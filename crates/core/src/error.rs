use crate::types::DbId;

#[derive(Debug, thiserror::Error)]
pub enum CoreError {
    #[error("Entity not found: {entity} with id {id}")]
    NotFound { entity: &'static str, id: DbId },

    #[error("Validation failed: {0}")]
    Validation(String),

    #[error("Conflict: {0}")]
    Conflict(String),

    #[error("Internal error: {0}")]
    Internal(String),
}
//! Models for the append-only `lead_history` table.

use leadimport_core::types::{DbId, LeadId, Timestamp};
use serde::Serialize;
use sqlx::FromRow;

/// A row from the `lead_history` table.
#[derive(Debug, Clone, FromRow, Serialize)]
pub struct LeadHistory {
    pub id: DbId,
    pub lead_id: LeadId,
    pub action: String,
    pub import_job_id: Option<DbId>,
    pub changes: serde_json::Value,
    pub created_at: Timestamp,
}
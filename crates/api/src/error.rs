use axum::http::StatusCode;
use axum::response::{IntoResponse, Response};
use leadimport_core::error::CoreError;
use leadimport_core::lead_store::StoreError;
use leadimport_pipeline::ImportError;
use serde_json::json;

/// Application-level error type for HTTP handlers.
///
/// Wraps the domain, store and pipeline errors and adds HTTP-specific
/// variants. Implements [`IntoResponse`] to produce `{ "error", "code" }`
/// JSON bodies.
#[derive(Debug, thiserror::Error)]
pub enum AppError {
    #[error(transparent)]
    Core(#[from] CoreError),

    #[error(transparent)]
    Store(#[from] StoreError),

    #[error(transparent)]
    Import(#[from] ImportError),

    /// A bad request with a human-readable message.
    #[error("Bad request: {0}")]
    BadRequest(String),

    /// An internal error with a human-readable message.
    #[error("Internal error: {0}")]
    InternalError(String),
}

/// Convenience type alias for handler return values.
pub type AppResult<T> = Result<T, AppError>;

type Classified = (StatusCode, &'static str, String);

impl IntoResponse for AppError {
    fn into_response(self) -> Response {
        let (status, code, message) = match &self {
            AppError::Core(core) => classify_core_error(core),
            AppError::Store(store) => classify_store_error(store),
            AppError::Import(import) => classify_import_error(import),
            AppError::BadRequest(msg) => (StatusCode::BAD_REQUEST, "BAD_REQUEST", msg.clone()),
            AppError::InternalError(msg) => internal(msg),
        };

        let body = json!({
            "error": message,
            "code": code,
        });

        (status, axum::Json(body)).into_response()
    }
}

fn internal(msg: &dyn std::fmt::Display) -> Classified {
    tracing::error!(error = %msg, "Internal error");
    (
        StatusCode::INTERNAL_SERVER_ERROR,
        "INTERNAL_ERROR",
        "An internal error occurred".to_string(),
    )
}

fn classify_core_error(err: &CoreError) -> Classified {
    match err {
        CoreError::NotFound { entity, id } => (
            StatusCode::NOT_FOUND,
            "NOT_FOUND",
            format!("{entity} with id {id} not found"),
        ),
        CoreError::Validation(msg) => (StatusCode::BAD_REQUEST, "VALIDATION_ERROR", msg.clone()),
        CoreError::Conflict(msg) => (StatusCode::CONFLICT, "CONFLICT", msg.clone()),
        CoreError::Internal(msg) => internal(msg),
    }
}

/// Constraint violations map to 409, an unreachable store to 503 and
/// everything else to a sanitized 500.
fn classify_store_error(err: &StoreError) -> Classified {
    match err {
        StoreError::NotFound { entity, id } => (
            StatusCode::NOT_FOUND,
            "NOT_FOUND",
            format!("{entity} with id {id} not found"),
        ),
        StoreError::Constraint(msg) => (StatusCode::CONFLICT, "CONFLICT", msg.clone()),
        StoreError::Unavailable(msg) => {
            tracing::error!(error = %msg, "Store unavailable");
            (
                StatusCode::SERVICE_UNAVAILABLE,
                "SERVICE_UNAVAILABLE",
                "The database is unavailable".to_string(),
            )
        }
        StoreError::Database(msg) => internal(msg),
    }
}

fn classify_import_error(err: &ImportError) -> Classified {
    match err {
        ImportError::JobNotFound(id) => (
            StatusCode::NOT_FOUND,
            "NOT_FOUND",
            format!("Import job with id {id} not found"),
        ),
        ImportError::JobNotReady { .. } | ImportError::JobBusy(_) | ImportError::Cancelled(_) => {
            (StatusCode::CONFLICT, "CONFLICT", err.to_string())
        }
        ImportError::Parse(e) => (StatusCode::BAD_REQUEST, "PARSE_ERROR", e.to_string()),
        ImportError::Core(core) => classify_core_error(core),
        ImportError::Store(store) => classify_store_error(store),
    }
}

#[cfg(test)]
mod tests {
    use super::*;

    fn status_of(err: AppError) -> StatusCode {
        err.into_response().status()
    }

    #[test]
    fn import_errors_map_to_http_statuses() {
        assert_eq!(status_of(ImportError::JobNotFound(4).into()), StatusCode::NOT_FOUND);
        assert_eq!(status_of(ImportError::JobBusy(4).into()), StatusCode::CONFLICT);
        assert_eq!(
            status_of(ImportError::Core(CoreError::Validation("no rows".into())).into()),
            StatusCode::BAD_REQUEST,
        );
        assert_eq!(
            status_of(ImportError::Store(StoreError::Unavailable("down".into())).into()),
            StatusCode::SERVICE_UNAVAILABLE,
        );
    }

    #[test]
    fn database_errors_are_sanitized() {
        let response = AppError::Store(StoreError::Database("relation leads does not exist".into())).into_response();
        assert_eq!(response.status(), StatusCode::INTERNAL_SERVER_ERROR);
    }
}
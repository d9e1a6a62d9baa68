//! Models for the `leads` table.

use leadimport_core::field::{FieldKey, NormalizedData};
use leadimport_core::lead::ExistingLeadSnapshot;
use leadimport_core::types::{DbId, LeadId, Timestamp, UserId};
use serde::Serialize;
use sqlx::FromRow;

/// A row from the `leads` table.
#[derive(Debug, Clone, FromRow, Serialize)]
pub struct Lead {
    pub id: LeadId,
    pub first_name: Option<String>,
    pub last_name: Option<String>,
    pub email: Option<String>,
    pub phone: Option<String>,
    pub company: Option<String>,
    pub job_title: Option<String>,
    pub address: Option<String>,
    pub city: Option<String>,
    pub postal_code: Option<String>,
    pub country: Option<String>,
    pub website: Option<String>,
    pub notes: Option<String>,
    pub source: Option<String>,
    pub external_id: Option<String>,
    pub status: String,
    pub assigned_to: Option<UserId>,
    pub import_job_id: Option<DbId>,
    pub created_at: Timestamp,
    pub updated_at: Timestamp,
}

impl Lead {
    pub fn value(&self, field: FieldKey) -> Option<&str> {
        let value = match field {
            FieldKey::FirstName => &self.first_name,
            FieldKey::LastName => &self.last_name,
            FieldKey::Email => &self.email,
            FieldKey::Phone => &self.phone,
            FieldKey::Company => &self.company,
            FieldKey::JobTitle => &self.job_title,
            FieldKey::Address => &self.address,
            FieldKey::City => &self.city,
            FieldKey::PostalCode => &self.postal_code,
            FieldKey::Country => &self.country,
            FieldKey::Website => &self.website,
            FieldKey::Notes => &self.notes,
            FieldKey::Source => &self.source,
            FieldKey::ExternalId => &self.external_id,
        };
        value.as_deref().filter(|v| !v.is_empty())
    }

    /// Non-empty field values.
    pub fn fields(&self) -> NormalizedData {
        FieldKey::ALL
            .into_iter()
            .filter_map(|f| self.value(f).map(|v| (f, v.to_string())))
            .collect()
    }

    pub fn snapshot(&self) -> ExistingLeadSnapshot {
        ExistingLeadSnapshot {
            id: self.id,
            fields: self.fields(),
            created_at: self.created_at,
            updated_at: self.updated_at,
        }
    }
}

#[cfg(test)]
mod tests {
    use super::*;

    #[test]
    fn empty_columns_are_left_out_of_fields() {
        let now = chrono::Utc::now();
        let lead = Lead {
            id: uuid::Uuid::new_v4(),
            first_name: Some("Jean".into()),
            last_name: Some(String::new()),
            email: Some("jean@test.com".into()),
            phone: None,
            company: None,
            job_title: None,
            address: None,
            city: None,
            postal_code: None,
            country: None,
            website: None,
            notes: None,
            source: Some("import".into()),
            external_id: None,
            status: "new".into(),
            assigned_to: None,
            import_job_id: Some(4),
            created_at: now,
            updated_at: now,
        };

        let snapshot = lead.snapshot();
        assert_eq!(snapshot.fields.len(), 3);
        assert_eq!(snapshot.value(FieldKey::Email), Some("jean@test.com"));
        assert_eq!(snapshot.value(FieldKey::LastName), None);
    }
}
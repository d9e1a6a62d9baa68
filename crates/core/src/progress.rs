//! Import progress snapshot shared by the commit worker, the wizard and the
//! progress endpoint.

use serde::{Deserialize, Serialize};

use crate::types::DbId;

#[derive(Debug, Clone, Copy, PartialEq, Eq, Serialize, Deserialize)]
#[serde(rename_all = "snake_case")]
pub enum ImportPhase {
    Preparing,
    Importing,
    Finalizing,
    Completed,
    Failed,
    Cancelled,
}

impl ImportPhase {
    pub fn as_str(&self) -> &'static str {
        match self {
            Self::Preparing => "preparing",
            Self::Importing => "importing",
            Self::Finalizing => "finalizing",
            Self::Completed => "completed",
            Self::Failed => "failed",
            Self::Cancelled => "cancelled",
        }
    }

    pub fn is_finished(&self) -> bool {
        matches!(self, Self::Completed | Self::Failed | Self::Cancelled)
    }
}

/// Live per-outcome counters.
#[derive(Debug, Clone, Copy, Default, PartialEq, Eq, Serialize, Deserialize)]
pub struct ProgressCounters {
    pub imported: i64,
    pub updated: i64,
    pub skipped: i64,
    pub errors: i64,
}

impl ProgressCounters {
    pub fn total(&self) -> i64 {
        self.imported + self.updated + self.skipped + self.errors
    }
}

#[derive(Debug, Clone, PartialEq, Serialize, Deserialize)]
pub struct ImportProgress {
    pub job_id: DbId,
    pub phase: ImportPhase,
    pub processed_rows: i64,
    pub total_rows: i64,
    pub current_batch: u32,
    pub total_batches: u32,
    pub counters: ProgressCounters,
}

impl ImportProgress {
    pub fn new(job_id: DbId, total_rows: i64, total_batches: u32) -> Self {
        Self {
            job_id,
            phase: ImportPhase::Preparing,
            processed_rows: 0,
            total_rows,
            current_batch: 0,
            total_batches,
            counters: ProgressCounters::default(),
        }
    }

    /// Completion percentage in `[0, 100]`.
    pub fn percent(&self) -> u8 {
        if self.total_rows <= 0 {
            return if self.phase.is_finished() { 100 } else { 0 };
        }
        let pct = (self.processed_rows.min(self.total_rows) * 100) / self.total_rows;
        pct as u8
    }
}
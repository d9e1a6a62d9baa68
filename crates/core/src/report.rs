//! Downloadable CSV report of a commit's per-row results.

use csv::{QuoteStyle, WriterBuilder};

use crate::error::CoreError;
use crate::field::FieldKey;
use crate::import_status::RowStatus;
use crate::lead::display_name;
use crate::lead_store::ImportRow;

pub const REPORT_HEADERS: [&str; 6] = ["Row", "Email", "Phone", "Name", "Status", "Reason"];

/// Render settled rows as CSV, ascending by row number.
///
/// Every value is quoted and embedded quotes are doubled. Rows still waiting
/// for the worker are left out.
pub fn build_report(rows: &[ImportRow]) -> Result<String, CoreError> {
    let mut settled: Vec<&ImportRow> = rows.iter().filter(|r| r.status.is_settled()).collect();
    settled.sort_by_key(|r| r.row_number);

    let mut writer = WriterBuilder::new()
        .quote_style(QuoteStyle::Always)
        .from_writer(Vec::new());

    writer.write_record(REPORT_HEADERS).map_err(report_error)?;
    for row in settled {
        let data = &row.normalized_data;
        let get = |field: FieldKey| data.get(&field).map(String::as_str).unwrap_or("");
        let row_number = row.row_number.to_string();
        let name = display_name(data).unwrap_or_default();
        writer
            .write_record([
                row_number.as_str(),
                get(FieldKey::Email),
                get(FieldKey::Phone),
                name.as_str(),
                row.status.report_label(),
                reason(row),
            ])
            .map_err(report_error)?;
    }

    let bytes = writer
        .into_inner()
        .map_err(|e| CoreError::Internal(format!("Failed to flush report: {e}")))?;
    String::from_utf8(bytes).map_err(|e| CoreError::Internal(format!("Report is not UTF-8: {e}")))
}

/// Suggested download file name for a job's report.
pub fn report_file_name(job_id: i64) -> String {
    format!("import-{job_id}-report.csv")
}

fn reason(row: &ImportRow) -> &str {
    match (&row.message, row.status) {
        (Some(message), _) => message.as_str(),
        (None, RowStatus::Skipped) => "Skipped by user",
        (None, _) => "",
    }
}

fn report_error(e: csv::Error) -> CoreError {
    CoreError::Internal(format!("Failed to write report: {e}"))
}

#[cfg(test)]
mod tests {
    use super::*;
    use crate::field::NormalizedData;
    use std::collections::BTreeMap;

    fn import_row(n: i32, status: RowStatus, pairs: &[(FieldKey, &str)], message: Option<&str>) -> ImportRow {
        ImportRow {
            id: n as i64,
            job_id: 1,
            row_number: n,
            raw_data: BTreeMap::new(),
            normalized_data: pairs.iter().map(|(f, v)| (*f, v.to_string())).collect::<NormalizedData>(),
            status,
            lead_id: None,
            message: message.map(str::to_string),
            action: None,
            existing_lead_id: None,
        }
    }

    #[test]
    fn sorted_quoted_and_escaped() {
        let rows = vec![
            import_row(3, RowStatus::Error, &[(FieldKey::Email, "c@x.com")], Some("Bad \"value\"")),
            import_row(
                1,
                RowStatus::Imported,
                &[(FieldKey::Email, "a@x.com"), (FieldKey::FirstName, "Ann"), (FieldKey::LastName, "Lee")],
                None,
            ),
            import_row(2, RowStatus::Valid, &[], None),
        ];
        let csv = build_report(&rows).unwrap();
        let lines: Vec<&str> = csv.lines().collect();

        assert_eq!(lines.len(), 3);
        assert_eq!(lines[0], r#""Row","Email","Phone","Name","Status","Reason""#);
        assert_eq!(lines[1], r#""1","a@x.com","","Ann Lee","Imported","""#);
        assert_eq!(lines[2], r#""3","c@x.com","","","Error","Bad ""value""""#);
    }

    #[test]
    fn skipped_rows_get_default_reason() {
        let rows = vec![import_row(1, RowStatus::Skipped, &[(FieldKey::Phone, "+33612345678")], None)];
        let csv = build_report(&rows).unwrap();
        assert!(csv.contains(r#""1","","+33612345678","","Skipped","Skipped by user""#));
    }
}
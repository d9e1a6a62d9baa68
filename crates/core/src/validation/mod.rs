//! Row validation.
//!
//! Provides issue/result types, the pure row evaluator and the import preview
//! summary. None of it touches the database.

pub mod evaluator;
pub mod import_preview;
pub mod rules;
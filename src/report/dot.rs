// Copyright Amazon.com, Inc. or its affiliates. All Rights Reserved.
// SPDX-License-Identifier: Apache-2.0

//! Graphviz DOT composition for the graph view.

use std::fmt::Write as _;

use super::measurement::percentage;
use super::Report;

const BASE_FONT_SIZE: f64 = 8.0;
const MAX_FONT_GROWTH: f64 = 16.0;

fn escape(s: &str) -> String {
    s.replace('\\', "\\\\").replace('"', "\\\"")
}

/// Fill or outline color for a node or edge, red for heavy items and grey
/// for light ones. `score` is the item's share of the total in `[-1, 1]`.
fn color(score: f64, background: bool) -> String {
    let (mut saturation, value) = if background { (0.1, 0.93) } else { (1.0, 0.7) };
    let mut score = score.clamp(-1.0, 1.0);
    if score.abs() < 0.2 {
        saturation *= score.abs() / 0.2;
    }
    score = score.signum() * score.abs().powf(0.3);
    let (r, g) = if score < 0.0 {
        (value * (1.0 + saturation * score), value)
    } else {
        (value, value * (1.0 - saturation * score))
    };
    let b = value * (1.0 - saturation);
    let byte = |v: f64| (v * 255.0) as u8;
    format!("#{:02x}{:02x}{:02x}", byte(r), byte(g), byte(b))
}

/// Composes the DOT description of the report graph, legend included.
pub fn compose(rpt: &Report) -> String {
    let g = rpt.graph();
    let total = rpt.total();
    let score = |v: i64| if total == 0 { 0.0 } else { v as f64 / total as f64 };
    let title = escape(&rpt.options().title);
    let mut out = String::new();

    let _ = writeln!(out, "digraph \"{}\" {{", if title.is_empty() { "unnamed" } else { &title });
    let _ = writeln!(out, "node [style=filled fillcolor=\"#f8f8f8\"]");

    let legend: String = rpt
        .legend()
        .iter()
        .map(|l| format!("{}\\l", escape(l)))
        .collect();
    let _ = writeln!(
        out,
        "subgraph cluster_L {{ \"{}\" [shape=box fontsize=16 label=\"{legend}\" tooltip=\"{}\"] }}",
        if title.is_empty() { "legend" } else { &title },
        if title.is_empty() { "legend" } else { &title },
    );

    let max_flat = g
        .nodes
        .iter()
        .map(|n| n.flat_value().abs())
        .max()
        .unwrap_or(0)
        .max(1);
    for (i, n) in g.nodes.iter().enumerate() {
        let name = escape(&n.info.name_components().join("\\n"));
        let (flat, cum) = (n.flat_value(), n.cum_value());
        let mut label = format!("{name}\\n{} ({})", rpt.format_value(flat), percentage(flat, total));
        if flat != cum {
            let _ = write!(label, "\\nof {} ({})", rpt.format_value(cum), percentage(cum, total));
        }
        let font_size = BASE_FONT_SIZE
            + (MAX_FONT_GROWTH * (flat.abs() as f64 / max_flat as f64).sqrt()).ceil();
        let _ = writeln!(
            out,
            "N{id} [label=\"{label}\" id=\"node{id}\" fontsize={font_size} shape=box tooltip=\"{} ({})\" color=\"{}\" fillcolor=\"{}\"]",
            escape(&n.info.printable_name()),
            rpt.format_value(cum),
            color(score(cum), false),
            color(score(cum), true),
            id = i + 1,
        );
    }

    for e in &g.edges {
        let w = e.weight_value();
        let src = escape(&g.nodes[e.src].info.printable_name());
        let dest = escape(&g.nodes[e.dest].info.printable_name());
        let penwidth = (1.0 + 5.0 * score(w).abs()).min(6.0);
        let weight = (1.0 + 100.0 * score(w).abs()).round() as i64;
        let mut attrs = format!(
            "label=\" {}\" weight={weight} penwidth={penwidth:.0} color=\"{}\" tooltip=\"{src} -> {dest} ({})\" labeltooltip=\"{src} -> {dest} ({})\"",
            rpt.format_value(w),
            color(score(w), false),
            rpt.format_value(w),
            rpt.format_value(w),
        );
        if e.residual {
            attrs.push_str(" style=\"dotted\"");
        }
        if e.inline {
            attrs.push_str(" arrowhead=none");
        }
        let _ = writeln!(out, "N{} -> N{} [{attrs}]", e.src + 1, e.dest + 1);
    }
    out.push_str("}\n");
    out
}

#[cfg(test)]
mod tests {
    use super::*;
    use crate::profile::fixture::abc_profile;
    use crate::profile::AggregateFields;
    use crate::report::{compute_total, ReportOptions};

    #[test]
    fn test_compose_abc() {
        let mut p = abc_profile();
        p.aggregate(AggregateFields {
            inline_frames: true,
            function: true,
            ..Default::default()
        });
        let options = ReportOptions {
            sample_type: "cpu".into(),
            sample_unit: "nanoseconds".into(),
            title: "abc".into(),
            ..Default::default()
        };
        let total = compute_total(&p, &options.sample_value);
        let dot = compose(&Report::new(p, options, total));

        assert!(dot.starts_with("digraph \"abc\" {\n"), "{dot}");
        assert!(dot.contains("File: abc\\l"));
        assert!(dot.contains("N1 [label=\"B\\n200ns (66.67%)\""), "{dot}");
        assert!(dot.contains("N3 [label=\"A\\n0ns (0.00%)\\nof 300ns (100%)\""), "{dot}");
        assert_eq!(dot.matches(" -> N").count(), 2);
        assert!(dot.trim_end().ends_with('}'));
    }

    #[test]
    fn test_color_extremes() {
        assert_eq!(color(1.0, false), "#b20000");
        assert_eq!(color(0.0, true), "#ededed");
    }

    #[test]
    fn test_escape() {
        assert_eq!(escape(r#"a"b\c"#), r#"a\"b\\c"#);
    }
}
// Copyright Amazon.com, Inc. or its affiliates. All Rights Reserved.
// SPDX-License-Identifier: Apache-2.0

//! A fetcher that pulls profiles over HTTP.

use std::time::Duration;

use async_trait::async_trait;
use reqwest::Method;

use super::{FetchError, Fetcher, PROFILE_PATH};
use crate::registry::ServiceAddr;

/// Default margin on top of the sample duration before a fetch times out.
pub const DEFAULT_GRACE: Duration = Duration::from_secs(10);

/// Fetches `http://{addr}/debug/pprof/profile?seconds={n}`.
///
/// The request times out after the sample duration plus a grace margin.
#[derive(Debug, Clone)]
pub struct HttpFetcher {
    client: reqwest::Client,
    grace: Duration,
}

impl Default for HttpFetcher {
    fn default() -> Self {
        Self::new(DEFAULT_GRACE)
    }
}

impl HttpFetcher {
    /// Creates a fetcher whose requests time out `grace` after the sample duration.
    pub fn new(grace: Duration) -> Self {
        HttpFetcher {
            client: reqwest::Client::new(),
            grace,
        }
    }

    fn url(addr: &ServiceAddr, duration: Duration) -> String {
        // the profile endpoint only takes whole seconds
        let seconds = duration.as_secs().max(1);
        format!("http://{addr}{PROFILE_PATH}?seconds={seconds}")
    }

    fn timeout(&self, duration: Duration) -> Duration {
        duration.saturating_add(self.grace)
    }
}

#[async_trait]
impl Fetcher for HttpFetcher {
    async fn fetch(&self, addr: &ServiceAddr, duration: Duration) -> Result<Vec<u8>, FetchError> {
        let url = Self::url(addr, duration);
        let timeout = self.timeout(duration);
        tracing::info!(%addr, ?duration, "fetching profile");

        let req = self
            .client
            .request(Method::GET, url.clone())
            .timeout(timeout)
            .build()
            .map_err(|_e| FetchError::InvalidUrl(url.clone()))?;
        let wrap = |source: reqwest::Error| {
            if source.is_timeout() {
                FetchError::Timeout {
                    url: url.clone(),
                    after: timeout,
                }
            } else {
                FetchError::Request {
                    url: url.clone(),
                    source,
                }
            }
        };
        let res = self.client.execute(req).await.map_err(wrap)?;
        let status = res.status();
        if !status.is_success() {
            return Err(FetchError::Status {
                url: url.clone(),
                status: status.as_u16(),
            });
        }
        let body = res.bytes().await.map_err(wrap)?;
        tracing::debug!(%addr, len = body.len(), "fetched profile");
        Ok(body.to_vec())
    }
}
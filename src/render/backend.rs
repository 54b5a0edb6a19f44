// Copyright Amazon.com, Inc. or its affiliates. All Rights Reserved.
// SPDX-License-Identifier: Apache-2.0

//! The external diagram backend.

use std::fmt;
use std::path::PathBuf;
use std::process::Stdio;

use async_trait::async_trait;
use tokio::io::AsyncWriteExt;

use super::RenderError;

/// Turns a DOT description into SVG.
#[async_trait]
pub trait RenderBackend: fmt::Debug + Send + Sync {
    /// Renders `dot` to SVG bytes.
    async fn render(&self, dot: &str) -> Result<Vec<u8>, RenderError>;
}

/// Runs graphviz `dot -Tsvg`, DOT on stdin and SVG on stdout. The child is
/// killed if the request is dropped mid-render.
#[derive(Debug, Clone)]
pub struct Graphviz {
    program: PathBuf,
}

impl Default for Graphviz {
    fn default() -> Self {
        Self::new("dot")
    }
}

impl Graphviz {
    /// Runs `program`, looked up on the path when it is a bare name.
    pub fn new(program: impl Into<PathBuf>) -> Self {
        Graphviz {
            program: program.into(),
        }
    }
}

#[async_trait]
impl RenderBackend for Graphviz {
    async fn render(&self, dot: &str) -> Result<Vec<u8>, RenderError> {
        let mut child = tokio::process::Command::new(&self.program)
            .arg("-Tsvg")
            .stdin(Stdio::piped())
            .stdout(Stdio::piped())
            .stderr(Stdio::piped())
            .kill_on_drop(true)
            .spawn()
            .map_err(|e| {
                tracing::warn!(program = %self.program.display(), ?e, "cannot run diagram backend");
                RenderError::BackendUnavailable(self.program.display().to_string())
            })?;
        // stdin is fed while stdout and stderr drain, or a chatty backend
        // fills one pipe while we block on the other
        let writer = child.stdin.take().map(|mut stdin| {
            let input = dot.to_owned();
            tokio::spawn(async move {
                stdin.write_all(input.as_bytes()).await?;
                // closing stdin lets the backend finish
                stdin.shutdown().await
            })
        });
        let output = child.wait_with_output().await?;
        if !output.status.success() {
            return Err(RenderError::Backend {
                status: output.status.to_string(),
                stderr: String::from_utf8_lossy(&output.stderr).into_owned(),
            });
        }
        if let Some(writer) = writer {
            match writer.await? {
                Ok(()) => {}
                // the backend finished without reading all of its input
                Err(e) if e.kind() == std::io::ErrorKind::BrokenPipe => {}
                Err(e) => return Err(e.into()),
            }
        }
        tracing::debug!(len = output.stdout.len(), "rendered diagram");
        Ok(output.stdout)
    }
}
● ● ● ● ●
What is required:
Copy out, from the listing above, every line that contains the string "Stdio".

Reply:
use std::process::Stdio;
            .stdin(Stdio::piped())
            .stdout(Stdio::piped())
            .stderr(Stdio::piped())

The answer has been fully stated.